Today, the New York Times reported that New York City has become a major hub for heroin distribution in the Northeast. In 2013, the New York Police Department seized 786 pounds of heroin – the largest amount seen in the past five years. Heroin distribution factories have arisen in Upper Manhattan and the Bronx, where sales of this drug are fueling the rise of heroin use nationwide.

While drug enforcement officials are taking this opportunity to tout the higher numbers of narcotics, users and dealers being taken off the street, it is clear that crime – and drug abuse – is on the rise.

People in the world today are very good at spinning statistics. They utilize statistics to tell the version of the truth that they want people to hear.  But the real truth is that crime has risen in many American cities.

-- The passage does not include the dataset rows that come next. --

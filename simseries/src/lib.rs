//! simseries - Lazy, cached series of simulation snapshots
//!
//! This library presents a collection of large, multi-file simulation outputs
//! (for example every snapshot of one cosmological run) as a single ordered
//! series. Member datasets are opened only when needed, their scalar metadata
//! is aggregated and cached on disk under a hash of the member paths, and a
//! member can be picked by the values of its metadata fields.
//!
//! # Example
//!
//! ```ignore
//! use std::sync::Arc;
//! use simseries::{DatasetSeries, MetadataCache, PathSet, Query, SeriesConfig};
//!
//! let config = SeriesConfig::load_default()?;
//! let series = DatasetSeries::builder(Arc::new(MySnapshotType))
//!     .config(&config)
//!     .build(PathSet::from_directory(run_dir, Some("snapshot_*"))?)?;
//!
//! let snapshot = series.select(&Query::new().with("redshift", 0.5))?;
//! ```
//!
//! Per-format readers are supplied by the caller through the
//! [`DatasetType`] and [`Dataset`] traits.

pub mod arepo;
pub mod cache;
pub mod config;
pub mod dispatch;
pub mod error;
pub mod lazy;
pub mod metadata;
pub mod paths;
pub mod query;
pub mod reader;
pub mod registry;
pub mod series;

#[cfg(test)]
mod testing;

pub use arepo::{ArepoSeriesType, ArepoSimulation, AREPO_SERIES_NAME};
pub use cache::{series_hash, CacheEntryInfo, ClearResult, MetadataCache};
pub use config::SeriesConfig;
pub use dispatch::{Dispatch, TypeDispatch, TypeRegistry};
pub use error::{CacheError, ReaderError, Result, SeriesError};
pub use lazy::Member;
pub use metadata::{MemberMetadata, MetadataValue, SeriesMetadata};
pub use paths::PathSet;
pub use query::{select_index, Criterion, Query};
pub use reader::{Dataset, DatasetType, InterfaceArgs, ReaderArgs};
pub use registry::{
    classify_series, lookup_series_type, register_builtin_series_types, register_series_type,
    registered_series_types, SeriesContext, SeriesType,
};
pub use series::{CacheStatus, DatasetSeries, SeriesBuilder};

/// Version of the simseries library.
pub const VERSION: &str = env!("CARGO_PKG_VERSION");
//! Contract between the series layer and per-format dataset readers.
//!
//! Readers are supplied by callers. A [`DatasetType`] knows how to open one
//! path into a [`Dataset`]; the series only needs the opened dataset's path
//! and its scalar metadata.

use std::any::Any;
use std::collections::BTreeMap;
use std::fmt;
use std::path::{Path, PathBuf};

use crate::error::{ReaderError, Result, SeriesError};
use crate::metadata::MemberMetadata;

/// An opened member dataset.
pub trait Dataset: Send + Sync {
    /// Path the dataset was opened from.
    fn path(&self) -> &Path;

    /// Scalar descriptive fields of this dataset.
    fn metadata(&self) -> MemberMetadata;

    /// Downcast support for callers that know the concrete reader.
    fn as_any(&self) -> &dyn Any;
}

/// A reader for one dataset format.
///
/// Implementations are usually zero-sized handles registered with a
/// [`TypeRegistry`](crate::dispatch::TypeRegistry).
pub trait DatasetType: Send + Sync {
    /// Format name, e.g. `"arepo-snapshot"`.
    fn name(&self) -> &str;

    /// Cheap check whether `path` looks like this format.
    ///
    /// Must not fail; unreadable paths are simply not accepted.
    fn probe(&self, path: &Path) -> bool;

    /// Open `path`, performing whatever I/O the format requires.
    fn open(
        &self,
        path: &Path,
        args: &ReaderArgs,
    ) -> std::result::Result<Box<dyn Dataset>, ReaderError>;
}

impl fmt::Debug for dyn Dataset {
    fn fmt(&self, f: &mut fmt::Formatter<'_>) -> fmt::Result {
        f.debug_struct("Dataset")
            .field("path", &self.path())
            .finish()
    }
}

impl fmt::Debug for dyn DatasetType {
    fn fmt(&self, f: &mut fmt::Formatter<'_>) -> fmt::Result {
        f.debug_struct("DatasetType")
            .field("name", &self.name())
            .finish()
    }
}

/// Construction arguments for a single member.
#[derive(Debug, Clone, Default, PartialEq, Eq)]
pub struct ReaderArgs {
    /// Auxiliary catalog (group/halo file) belonging to this member.
    pub catalog: Option<PathBuf>,

    /// Reader-specific options.
    pub options: BTreeMap<String, String>,
}

impl ReaderArgs {
    /// Empty argument set.
    pub fn new() -> Self {
        Self::default()
    }

    /// Set the auxiliary catalog path.
    pub fn with_catalog(mut self, catalog: impl Into<PathBuf>) -> Self {
        self.catalog = Some(catalog.into());
        self
    }

    /// Set a reader option.
    pub fn with_option(mut self, key: impl Into<String>, value: impl Into<String>) -> Self {
        self.options.insert(key.into(), value.into());
        self
    }

    /// Look up a reader option.
    pub fn option(&self, key: &str) -> Option<&str> {
        self.options.get(key).map(String::as_str)
    }
}

/// Arguments for every member of a series, before pairing with paths.
///
/// Shared options apply to all members. Per-member options and catalogs
/// are lists that must have one entry per member path.
#[derive(Debug, Clone, Default)]
pub struct InterfaceArgs {
    shared: BTreeMap<String, String>,
    per_member: BTreeMap<String, Vec<String>>,
    catalogs: Option<Vec<PathBuf>>,
}

impl InterfaceArgs {
    /// No arguments.
    pub fn new() -> Self {
        Self::default()
    }

    /// Add an option applied to every member.
    pub fn with_shared(mut self, key: impl Into<String>, value: impl Into<String>) -> Self {
        self.shared.insert(key.into(), value.into());
        self
    }

    /// Add an option with one value per member.
    pub fn with_per_member<I, S>(mut self, key: impl Into<String>, values: I) -> Self
    where
        I: IntoIterator<Item = S>,
        S: Into<String>,
    {
        self.per_member
            .insert(key.into(), values.into_iter().map(Into::into).collect());
        self
    }

    /// Set one catalog path per member.
    pub fn with_catalogs<I, P>(mut self, catalogs: I) -> Self
    where
        I: IntoIterator<Item = P>,
        P: Into<PathBuf>,
    {
        self.catalogs = Some(catalogs.into_iter().map(Into::into).collect());
        self
    }

    /// Catalog list, if any.
    pub fn catalogs(&self) -> Option<&[PathBuf]> {
        self.catalogs.as_deref()
    }

    /// Produce one [`ReaderArgs`] per member.
    ///
    /// Per-member values override shared values with the same key.
    ///
    /// # Errors
    ///
    /// Returns [`SeriesError::InconsistentSeriesLayout`] if any per-member
    /// list does not have exactly `count` entries.
    pub fn pair(&self, count: usize) -> Result<Vec<ReaderArgs>> {
        if let Some(catalogs) = &self.catalogs {
            check_len("catalog paths", count, catalogs.len())?;
        }
        for (key, values) in &self.per_member {
            check_len(&format!("option '{}'", key), count, values.len())?;
        }

        let args = (0..count)
            .map(|i| {
                let mut options = self.shared.clone();
                for (key, values) in &self.per_member {
                    options.insert(key.clone(), values[i].clone());
                }
                ReaderArgs {
                    catalog: self.catalogs.as_ref().map(|c| c[i].clone()),
                    options,
                }
            })
            .collect();

        Ok(args)
    }
}

fn check_len(what: &str, expected: usize, found: usize) -> Result<()> {
    if expected == found {
        Ok(())
    } else {
        Err(SeriesError::InconsistentSeriesLayout {
            what: what.to_string(),
            expected,
            found,
        })
    }
}

#[cfg(test)]
mod tests {
    use super::*;

    struct Header {
        path: PathBuf,
    }

    impl Dataset for Header {
        fn path(&self) -> &Path {
            &self.path
        }

        fn metadata(&self) -> MemberMetadata {
            MemberMetadata::new()
        }

        fn as_any(&self) -> &dyn Any {
            self
        }
    }

    #[test]
    fn test_dataset_debug_shows_path() {
        let dataset: std::sync::Arc<dyn Dataset> = std::sync::Arc::new(Header {
            path: PathBuf::from("/run/output/snapdir_007"),
        });
        let debug = format!("{:?}", dataset);

        assert!(debug.starts_with("Dataset"));
        assert!(debug.contains("snapdir_007"));
    }

    #[test]
    fn test_pair_uniform_options() {
        let args = InterfaceArgs::new()
            .with_shared("units", "cgs")
            .pair(3)
            .unwrap();

        assert_eq!(args.len(), 3);
        assert!(args.iter().all(|a| a.option("units") == Some("cgs")));
        assert!(args.iter().all(|a| a.catalog.is_none()));
    }

    #[test]
    fn test_pair_per_member_overrides_shared() {
        let args = InterfaceArgs::new()
            .with_shared("chunks", "auto")
            .with_per_member("chunks", ["1", "2"])
            .with_catalogs(["groups_000", "groups_001"])
            .pair(2)
            .unwrap();

        assert_eq!(args[0].option("chunks"), Some("1"));
        assert_eq!(args[1].option("chunks"), Some("2"));
        assert_eq!(args[1].catalog, Some(PathBuf::from("groups_001")));
    }

    #[test]
    fn test_pair_catalog_length_mismatch() {
        let err = InterfaceArgs::new()
            .with_catalogs(["groups_000"])
            .pair(2)
            .unwrap_err();

        assert!(matches!(
            err,
            SeriesError::InconsistentSeriesLayout {
                expected: 2,
                found: 1,
                ..
            }
        ));
    }

    #[test]
    fn test_pair_option_length_mismatch() {
        let err = InterfaceArgs::new()
            .with_per_member("fields", ["a", "b", "c"])
            .pair(2)
            .unwrap_err();

        assert!(matches!(err, SeriesError::InconsistentSeriesLayout { found: 3, .. }));
    }

    #[test]
    fn test_reader_args_builder() {
        let args = ReaderArgs::new()
            .with_catalog("/run/output/groups_010")
            .with_option("virtual", "true");

        assert_eq!(args.catalog.as_deref(), Some(Path::new("/run/output/groups_010")));
        assert_eq!(args.option("virtual"), Some("true"));
        assert_eq!(args.option("missing"), None);
    }
}
//! Dataset type dispatch.
//!
//! Series that discover their own members (see [`crate::arepo`]) ask a
//! [`TypeDispatch`] which reader can open the first member. Only the first
//! candidate is used by the series layer; the full ordered list is returned
//! for other callers that need tie-breaking.

use std::path::Path;
use std::sync::Arc;

use parking_lot::RwLock;

use crate::error::{Result, SeriesError};
use crate::reader::DatasetType;

/// Outcome of type dispatch for one path.
#[derive(Debug, Clone)]
pub struct Dispatch {
    /// Name of the detected format.
    pub format: String,

    /// Reader types able to open the path, most preferred first.
    pub candidates: Vec<Arc<dyn DatasetType>>,
}

impl Dispatch {
    /// The preferred reader type, `None` for an empty candidate list.
    pub fn primary(&self) -> Option<&Arc<dyn DatasetType>> {
        self.candidates.first()
    }
}

/// Chooses reader types for paths.
pub trait TypeDispatch: Send + Sync {
    /// Determine the format of `path` and the readers able to open it.
    ///
    /// # Errors
    ///
    /// Returns [`SeriesError::UnknownFormat`] when no reader accepts the path.
    fn determine_type(&self, path: &Path) -> Result<Dispatch>;
}

/// Registration table of dataset types, probed in registration order.
#[derive(Default)]
pub struct TypeRegistry {
    types: RwLock<Vec<Arc<dyn DatasetType>>>,
}

impl TypeRegistry {
    /// Create an empty registry.
    pub fn new() -> Self {
        Self::default()
    }

    /// Register a dataset type.
    ///
    /// A type with the same name replaces the earlier registration in place.
    pub fn register(&self, dataset_type: Arc<dyn DatasetType>) {
        let mut types = self.types.write();
        if let Some(slot) = types.iter_mut().find(|t| t.name() == dataset_type.name()) {
            *slot = dataset_type;
        } else {
            types.push(dataset_type);
        }
    }

    /// Builder-style registration.
    pub fn with(self, dataset_type: Arc<dyn DatasetType>) -> Self {
        self.register(dataset_type);
        self
    }

    /// Names of registered types in probe order.
    pub fn names(&self) -> Vec<String> {
        self.types.read().iter().map(|t| t.name().to_string()).collect()
    }

    /// Number of registered types.
    pub fn len(&self) -> usize {
        self.types.read().len()
    }

    /// Whether no types are registered.
    pub fn is_empty(&self) -> bool {
        self.types.read().is_empty()
    }
}

impl TypeDispatch for TypeRegistry {
    fn determine_type(&self, path: &Path) -> Result<Dispatch> {
        let candidates: Vec<Arc<dyn DatasetType>> = self
            .types
            .read()
            .iter()
            .filter(|t| t.probe(path))
            .cloned()
            .collect();

        let Some(first) = candidates.first() else {
            return Err(SeriesError::UnknownFormat(path.to_path_buf()));
        };

        let format = first.name().to_string();
        tracing::debug!(
            path = %path.display(),
            format = %format,
            candidates = candidates.len(),
            "Determined dataset type"
        );

        Ok(Dispatch { format, candidates })
    }
}

#[cfg(test)]
mod tests {
    use super::*;
    use crate::error::ReaderError;
    use crate::reader::{Dataset, ReaderArgs};

    struct SuffixType {
        name: &'static str,
        suffix: &'static str,
    }

    impl DatasetType for SuffixType {
        fn name(&self) -> &str {
            self.name
        }

        fn probe(&self, path: &Path) -> bool {
            path.to_string_lossy().ends_with(self.suffix)
        }

        fn open(
            &self,
            _path: &Path,
            _args: &ReaderArgs,
        ) -> std::result::Result<Box<dyn Dataset>, ReaderError> {
            Err("not used".into())
        }
    }

    fn suffix(name: &'static str, suffix: &'static str) -> Arc<dyn DatasetType> {
        Arc::new(SuffixType { name, suffix })
    }

    #[test]
    fn test_candidates_in_registration_order() {
        let registry = TypeRegistry::new()
            .with(suffix("gadget", ".hdf5"))
            .with(suffix("swift", ".hdf5"))
            .with(suffix("fits", ".fits"));

        let dispatch = registry.determine_type(Path::new("snap_000.hdf5")).unwrap();

        assert_eq!(dispatch.format, "gadget");
        assert_eq!(dispatch.candidates.len(), 2);
        assert_eq!(dispatch.primary().unwrap().name(), "gadget");
        assert_eq!(dispatch.candidates[1].name(), "swift");
    }

    #[test]
    fn test_unknown_format() {
        let registry = TypeRegistry::new().with(suffix("fits", ".fits"));

        let err = registry.determine_type(Path::new("snap_000.hdf5")).unwrap_err();
        assert!(matches!(err, SeriesError::UnknownFormat(_)));
    }

    #[test]
    fn test_register_same_name_replaces_in_place() {
        let registry = TypeRegistry::new()
            .with(suffix("gadget", ".hdf5"))
            .with(suffix("fits", ".fits"))
            .with(suffix("gadget", ".h5"));

        assert_eq!(registry.names(), vec!["gadget", "fits"]);
        assert!(registry.determine_type(Path::new("snap.hdf5")).is_err());
        assert!(registry.determine_type(Path::new("snap.h5")).is_ok());
    }
}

According to the National Crime Victimization Survey by the Bureau of Justice Statistics, there was a 12 percent increase in property crime and a 15 percent increase in rape, robbery and assault in 2012. This marked the second year that crime was on the rise in the U.S., ending the country’s 20-year streak of decline in violent crime.

Now, I am sure some bureaucrat would argue that things are better today than they have been in the past, in terms of crime, and it’s difficult to know what the truth is about anything anymore. The Obama administration’s lack of transparency on everything from Benghazi to the huge debacle surrounding the Veterans Affairs health care system has given the American public little hope that we will ever get honest answers to our questions.

But it can’t be ignored that statistics show crime has risen in many cities in America, as well as heroin addiction. In 2014, after decades of research and millions of dollars were spent educating the public on the ill effects of heroine, it is amazing to me that this drug is more popular, and cheaper, than ever. And if heroin is booming in New York City, I can only imagine how it is affecting other major cities throughout the country, like Detroit and Chicago.

As a national problem, this increase in crime – whether drug-related or not – will take a serious toll on our nation’s health care resources. Now, my question is: Are we going to hear the president speak more often about the rise in heroin addiction in this country? Or about the rise of violent crime? Perhaps it will be spun as some statistical point that, according to bureaucrats, is getting better and not worse.

Crime is a disease. It will lead to crowded emergency rooms and place even more pressure on this country’s taxed mental health care system and already-overwhelmed drug support centers. Why don’t we stop worrying about whether or not children can have chocolate milk in schools and start worrying about lowering crime and drug addiction in America?

Under President Obama, a perfect storm is brewing, stemming from our country’s lack of economic growth, lack of safety and lack of the truth.